** Required action **
Nothing below is to be printed except the lines between the line holding "let scene = scene_with(vec![path_with_segments(1500)]);" and the line holding "not by quality.", inclusive, each exactly as it appears.

** Dataset excerpts **
// This Source Code Form is subject to the terms of the Mozilla Public
// License, v. 2.0. If a copy of the MPL was not distributed with this
// file, You can obtain one at http://mozilla.org/MPL/2.0/.

//! The per-element policy engine.
//!
//! For each node the engine decides between native DrawingML emission
//! and the metafile fallback. Decisions are pure functions of the node
//! and a `PolicyConfig`, recorded in a side table keyed by the node's
//! pre-order index; the IR itself is never mutated.

use svg2pptx_ir::{Direction, ImageKind, Node, Paint, Scene};

use crate::Profile;

/// A per-element policy decision.
#[derive(Clone, Debug)]
pub struct Decision {
    /// `true` for native DrawingML, `false` for the metafile fallback.
    pub use_native: bool,

    /// Why the fallback was chosen. Empty for native decisions.
    pub reasons: Vec<String>,
}

impl Decision {
    fn native() -> Self {
        Decision {
            use_native: true,
            reasons: Vec::new(),
        }
    }

    fn fallback(reason: String) -> Self {
        Decision {
            use_native: false,
            reasons: vec![reason],
        }
    }
}

/// Complexity thresholds for one profile.
#[derive(Clone, Copy, Debug)]
pub struct PolicyConfig {
    /// Maximum per-path segment count emitted natively.
    pub max_segments: usize,

    /// Maximum custom dash entries PowerPoint is trusted with.
    pub max_dash_entries: usize,

    /// Ceiling on a group's total descendant segment count; beyond it
    /// the whole group becomes one metafile to avoid exploding
    /// single-shape blobs.
    pub group_segment_budget: usize,
}

impl PolicyConfig {
    /// Returns the thresholds of the given profile.
    ///
    /// The profiles are strictly ordered, so the set of natively
    /// emitted elements under `quality` is a subset of `balanced`,
    /// which is a subset of `speed`.
    pub fn from_profile(profile: Profile) -> Self {
        match profile {
            Profile::Speed => PolicyConfig {
                max_segments: 5000,
                max_dash_entries: 8,
                group_segment_budget: 20_000,
            },
            Profile::Balanced => PolicyConfig {
                max_segments: 1000,
                max_dash_entries: 6,
                group_segment_budget: 8000,
            },
            Profile::Quality => PolicyConfig {
                max_segments: 200,
                max_dash_entries: 4,
                group_segment_budget: 2000,
            },
        }
    }
}

/// Produces the decision side table for a scene.
///
/// The table is indexed by the node's stable pre-order position, the
/// same order `Scene::walk` uses. Given the same IR and config the
/// result is bit-identical across runs and platforms.
pub fn decide(scene: &Scene, config: &PolicyConfig) -> Vec<Decision> {
    let mut decisions = Vec::new();
    scene.walk(|_, node| {
        decisions.push(decide_node(scene, node, config));
    });

    decisions
}

fn decide_node(scene: &Scene, node: &Node, config: &PolicyConfig) -> Decision {
    match node {
        Node::Path(ref path) => {
            let segments = path.data.len();
            if segments > config.max_segments {
                return Decision::fallback(format!(
                    "path has {} segments, above the {} limit",
                    segments, config.max_segments
                ));
            }

            if has_pattern_paint(path.fill.as_ref().map(|f| &f.paint))
                || has_pattern_paint(path.stroke.as_ref().map(|s| &s.paint))
            {
                return Decision::fallback("pattern paint requires a metafile tile".to_string());
            }

            if let Some(ref stroke) = path.stroke {
                if let Some(ref dash) = stroke.dash_array {
                    if dash.len() > config.max_dash_entries {
                        return Decision::fallback(format!(
                            "dash array has {} entries, above the {} limit",
                            dash.len(),
                            config.max_dash_entries
                        ));
                    }
                }
            }

            if let Some(ref id) = path.filter {
                match scene.filters.get(id) {
                    Some(filter) if filter.is_vector_expressible() => {}
                    Some(_) => {
                        return Decision::fallback(format!(
                            "filter '{}' has primitives that require rasterization",
                            id
                        ));
                    }
                    // A missing filter reference is reported by the mapper;
                    // it does not force a fallback.
                    None => {}
                }
            }

            Decision::native()
        }
        Node::Text(ref frame) => {
            if frame.runs.iter().any(|r| r.direction != Direction::Ltr) {
                return Decision::fallback("right-to-left text".to_string());
            }

            let mut families = frame.runs.iter().map(|r| r.font_family.as_str());
            let first = families.next().unwrap_or("");
            if families.any(|f| f != first) {
                return Decision::fallback("runs use multiple font families".to_string());
            }

            Decision::native()
        }
        Node::Image(ref image) => match image.kind {
            ImageKind::PNG(_) | ImageKind::JPEG(_) => Decision::native(),
            // Nested vectors are converted recursively and inlined.
            ImageKind::SVG(_) => Decision::native(),
        },
        Node::Group(ref group) => {
            // The group decision is the meet over its children plus
            // a budget on descendant complexity.
            let mut segments = 0usize;
            let mut child_reason = None;
            for child in &group.children {
                let d = decide_node(scene, child, config);
                if !d.use_native && child_reason.is_none() {
                    child_reason = d.reasons.into_iter().next();
                }
                segments += descendant_segments(child);
            }

            if segments > config.group_segment_budget {
                return Decision::fallback(format!(
                    "group has {} descendant segments, above the {} budget",
                    segments, config.group_segment_budget
                ));
            }

            if let Some(ref id) = group.filter {
                if let Some(filter) = scene.filters.get(id) {
                    if !filter.is_vector_expressible() {
                        return Decision::fallback(format!(
                            "filter '{}' has primitives that require rasterization",
                            id
                        ));
                    }
                }
            }

            match child_reason {
                Some(reason) => Decision::fallback(format!("child fallback: {}", reason)),
                None => Decision::native(),
            }
        }
    }
}

fn has_pattern_paint(paint: Option<&Paint>) -> bool {
    matches!(paint, Some(Paint::Pattern(_)))
}

fn descendant_segments(node: &Node) -> usize {
    match node {
        Node::Path(ref path) => path.data.len(),
        Node::Group(ref group) => group.children.iter().map(descendant_segments).sum(),
        _ => 0,
    }
}

#[cfg(test)]
mod tests {
    use super::*;
    use std::collections::HashMap;
    use std::rc::Rc;

    use svg2pptx_ir::{Fill, Group, Opacity, Path, PathData, Point, Rect, Segment};

    fn path_with_segments(n: usize) -> Node {
        let mut segments = Vec::with_capacity(n);
        for i in 0..n {
            segments.push(Segment::Line {
                start: Point::new(i as f64, 0.0),
                end: Point::new(i as f64 + 1.0, 0.0),
            });
        }

        Node::Path(Box::new(Path {
            id: String::new(),
            data: Rc::new(PathData {
                segments,
                closed: false,
            }),
            fill: Some(Fill::default()),
            stroke: None,
            opacity: Opacity::ONE,
            clip: None,
            filter: None,
        }))
    }

    fn scene_with(children: Vec<Node>) -> Scene {
        let mut root = Group::default();
        root.children = children;
        Scene {
            size: (100, 100),
            view_box: Rect::new(0.0, 0.0, 100.0, 100.0).unwrap(),
            root,
            clip_paths: HashMap::new(),
            filters: HashMap::new(),
        }
    }

    #[test]
    fn simple_path_is_native() {
        let scene = scene_with(vec![path_with_segments(4)]);
        let decisions = decide(&scene, &PolicyConfig::from_profile(Profile::Balanced));
        assert!(decisions[0].use_native);
        assert!(decisions[0].reasons.is_empty());
    }

    #[test]
    fn oversized_path_falls_back() {
        let scene = scene_with(vec![path_with_segments(1500)]);
        let decisions = decide(&scene, &PolicyConfig::from_profile(Profile::Balanced));
        assert!(!decisions[0].use_native);
        assert!(!decisions[0].reasons.is_empty());
    }

    #[test]
    fn profiles_are_monotonic() {
        // A path size accepted by speed but not by quality.
        let scene = scene_with(vec![path_with_segments(800)]);

        let native = |profile: Profile| -> bool {
            decide(&scene, &PolicyConfig::from_profile(profile))[0].use_native
        };

        let speed = native(Profile::Speed);
        let balanced = native(Profile::Balanced);
        let quality = native(Profile::Quality);

        // quality-native is a subset of balanced-native is a subset
        // of speed-native.
        assert!(!quality || balanced);
        assert!(!balanced || speed);
        assert!(speed);
        assert!(!quality);
    }

    #[test]
    fn group_meet_over_children() {
        let mut group = Group::default();
        group.children.push(path_with_segments(4));
        group.children.push(path_with_segments(1500));
        let scene = scene_with(vec![Node::Group(Box::new(group))]);

        let decisions = decide(&scene, &PolicyConfig::from_profile(Profile::Balanced));
        assert!(!decisions[0].use_native);
    }
}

** Answer area **
        let scene = scene_with(vec![path_with_segments(1500)]);
        let decisions = decide(&scene, &PolicyConfig::from_profile(Profile::Balanced));
        assert!(!decisions[0].use_native);
        assert!(!decisions[0].reasons.is_empty());
    }

    #[test]
    fn profiles_are_monotonic() {
        // A path size accepted by speed but not by quality.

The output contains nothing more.